In the course of this discussion many allusions have been made to the ravages of floods in the south of France, and to the success of efforts to tame those torrents, by reforesting the basins which they drained. A short account of those torrents and their origin, the ruin wrought by them, and the victory which forest science has gained over them, may interest the readers of "The Popular Science Monthly."
Professor Guyot, whose recent death is such a great loss to science, taught that variety of coast-outline, of elevation, of climate, and natural products, is necessary for the richest development of the individual and of society; and that in no part of the world were so many of these favoring conditions originally brought together as in the regions bordering the Mediterranean.

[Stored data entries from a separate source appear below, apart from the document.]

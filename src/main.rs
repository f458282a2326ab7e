//! Solar System - Binary Entry Point
//!
//! Builds the eight planets, sorts them by every named rule, and prints
//! each ordering as a text table. Set `RUST_LOG=solar_system=debug` to
//! see the list operations as they happen.

use solar_system::types::measure::from_fixed_trimmed;
use solar_system::{Planet, SolarSystem, SortKey};

/// (name, distance AU, day length hours, moons)
const PLANETS: [(&str, &str, &str, u32); 8] = [
    ("Mercury", "0.387", "4222.6", 0),
    ("Venus", "0.723", "2802.0", 0),
    ("Earth", "1.0", "24.0", 1),
    ("Mars", "1.524", "24.7", 2),
    ("Jupiter", "5.203", "9.9", 95),
    ("Saturn", "9.537", "10.7", 146),
    ("Uranus", "19.191", "17.2", 28),
    ("Neptune", "30.069", "16.1", 16),
];

fn render(title: &str, system: &SolarSystem) {
    println!("{title}");
    println!("  {:<10} {:>14} {:>16} {:>16}", "Name", "Distance (AU)", "Day Length (hr)", "Number of Moons");
    for planet in system {
        println!(
            "  {:<10} {:>14} {:>16} {:>16}",
            planet.name(),
            from_fixed_trimmed(planet.distance()),
            from_fixed_trimmed(planet.day_length()),
            planet.moons(),
        );
    }
    println!("  state root: {}", system.state_root_hex());
    println!();
}

fn main() -> Result<(), Box<dyn std::error::Error>> {
    tracing_subscriber::fmt()
        .with_env_filter(
            tracing_subscriber::EnvFilter::try_from_default_env()
                .unwrap_or_else(|_| "solar_system=info".into()),
        )
        .init();

    let mut system = SolarSystem::with_capacity(PLANETS.len());
    for (name, distance, day_length, moons) in PLANETS {
        system.add(Planet::parse(name, distance, day_length, moons)?);
    }
    tracing::info!(planets = system.len(), "solar system built");

    render("Insertion order", &system);

    for key in SortKey::ALL {
        let report = system.sort_with(key);
        tracing::info!(
            %key,
            passes = report.passes,
            exchanges = report.exchanges,
            "sorted"
        );
        render(&format!("Sorted by {key}"), &system);
    }

    let pluto = Planet::parse("Pluto", "39.48", "153.3", 5)?;
    system.add(pluto.clone());
    system.sort_by_distance();
    render("With Pluto", &system);

    system.remove(&pluto);
    system.validate()?;
    render("Without Pluto", &system);

    Ok(())
}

The Roman Empire, which, at the time when it was most widely extended, consisted almost entirely of the countries lying around or near this sea, had the best situation of any of the great empires that have arisen. The grouping and arrangement of the land and water masses; the diversity of elevation and of coast-outline; the rich and varied scenery; the wide range of animal, vegetable, and mineral products; the great number of populous, wealthy, and nobly built cities, with the marvelous Roman roads binding them together, and the majestic Roman law co-ordinating their civic life—all cooperated to make this region the garden of the world. The fact that the most favored part of the earth's surface should have been so nearly ruined, as it has been, by selfish and short-sighted treatment of the forest, its most precious possession, ought to have been a lesson to all future settlers of new territory. That it has not been heeded by the settlers of North America, the increasing frequency and severity of floods and droughts and the swift and menacing approach of timber-famine plainly prove.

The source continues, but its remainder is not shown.